Dann ging sie zu Pasquale. Der wurde genauso blass wie Jette, aber zu ihrer Überraschung sagte er: »Nimm dir so viel Urlaub, wie du brauchst.«

Sie konnte ihn nur fassungslos anstarren, aber er lächelte müde. »Ich bin Italiener, Piccola. Die Familie geht über alles. Grüß deine Nonna schön von mir und wünsche ihr gute Besserung.«

»Danke«, konnte sie nur stammeln, bevor sie die Küche verließ.

Marie kam ihr noch nachgelaufen und umarmte sie fest. Die Freundin wusste, wie sehr Jette an ihrer Großmutter hing.

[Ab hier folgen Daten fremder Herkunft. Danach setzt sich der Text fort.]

//! In-memory endpoints for testing
//!
//! Useful for exercising version resolution and bundle loading without
//! network access.

use async_trait::async_trait;
use std::collections::{BTreeSet, HashMap};
use std::sync::{Arc, RwLock};

use apiop_core::ManifestBundle;

use crate::bundle::BundleFetcher;
use crate::error::{RepoError, Result};
use crate::version::VersionSource;

/// Counts of calls made, for assertions
#[derive(Debug, Default, Clone)]
pub struct SourceCounts {
    pub exists: usize,
    pub latest: usize,
}

/// Scripted version endpoints
#[derive(Clone, Default)]
pub struct MockVersionSource {
    latest: Option<String>,
    existing: BTreeSet<String>,
    validation_down: bool,
    counts: Arc<RwLock<SourceCounts>>,
}

impl MockVersionSource {
    /// No latest release, nothing exists
    pub fn new() -> Self {
        Self::default()
    }

    pub fn with_latest(mut self, version: &str) -> Self {
        self.latest = Some(version.to_string());
        self
    }

    /// Versions whose validation page exists
    pub fn with_existing<'v>(mut self, versions: impl IntoIterator<Item = &'v str>) -> Self {
        self.existing.extend(versions.into_iter().map(String::from));
        self
    }

    /// Validation endpoint answers 503
    pub fn failing_validation(mut self) -> Self {
        self.validation_down = true;
        self
    }

    pub fn counts(&self) -> SourceCounts {
        self.counts.read().unwrap().clone()
    }
}

#[async_trait]
impl VersionSource for MockVersionSource {
    async fn exists(&self, url: &str) -> Result<bool> {
        self.counts.write().unwrap().exists += 1;
        if self.validation_down {
            return Err(RepoError::HttpError {
                status: 503,
                message: format!("Could not check {url}"),
            });
        }
        Ok(self
            .existing
            .iter()
            .any(|v| url.ends_with(&format!("/{v}"))))
    }

    async fn latest(&self, url: &str) -> Result<String> {
        self.counts.write().unwrap().latest += 1;
        self.latest.clone().ok_or_else(|| RepoError::NetworkError {
            message: format!("Connection failed: {url}"),
        })
    }
}

/// Serves bundle content from memory, keyed by URL
#[derive(Clone, Default)]
pub struct MockBundleFetcher {
    bundles: HashMap<String, Vec<u8>>,
    fetched: Arc<RwLock<Vec<String>>>,
}

impl MockBundleFetcher {
    pub fn new() -> Self {
        Self::default()
    }

    pub fn with_bundle(mut self, url: &str, content: impl Into<Vec<u8>>) -> Self {
        self.bundles.insert(url.to_string(), content.into());
        self
    }

    /// URLs requested so far, in order
    pub fn fetched(&self) -> Vec<String> {
        self.fetched.read().unwrap().clone()
    }
}

#[async_trait]
impl BundleFetcher for MockBundleFetcher {
    async fn fetch(&self, url: &str) -> Result<ManifestBundle> {
        self.fetched.write().unwrap().push(url.to_string());
        let content = self.bundles.get(url).ok_or_else(|| RepoError::HttpError {
            status: 404,
            message: format!("Request to {url} failed"),
        })?;
        Ok(ManifestBundle::from_bytes(url, content)?)
    }
}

»Wird schon alles gut gehen«, sagte sie.

Zwei Stunden später lenkte Jette bereits ihren Kleinwagen aus München hinaus. Sie war überdreht, wusste aber, dass sie nicht die ganze Nacht durchfahren durfte. Irgendwann würde die Müdigkeit zuschlagen. Also plante sie zwei Zwischenstopps auf dem Weg nach Norden ein, und so dauerte es fast fünfzehn Stunden, bis sie ihren Wagen in Neuharlingersiel auf einem Dauerparkplatz abstellte und sich zu Fuß auf den Weg zur Fähre machte.

Robert hatte sich ganz wunderbar verhalten. Er hatte nicht nur ihren Koffer mit bequemen, wetterfesten Klamotten gepackt, sondern ihr auch ein Proviantpaket vorbereitet. Die Brötchen schmeckten zwar seltsam, wahrscheinlich hatte er Honig mit Senf verwechselt, aber Jette war ihm trotzdem dankbar. Nur den Kaffee aus der Thermoskanne spuckte sie gleich wieder aus. Der schmeckte nach flüssigem Teer.

»Ruf an, wenn du gut angekommen bist«, hatte er noch gebeten, »und halte mich auf dem Laufenden.«

Sie versprach es, und während der langen Fahrt durch die Nacht in den Morgen hinein dachte sie, wie seltsam das Leben doch war. Manchmal floss es wie ein träger großer Fluss dahin, und nichts Besonderes passierte. Dann stürzte es einen Wasserfall hinunter, und die Ereignisse überschlugen sich.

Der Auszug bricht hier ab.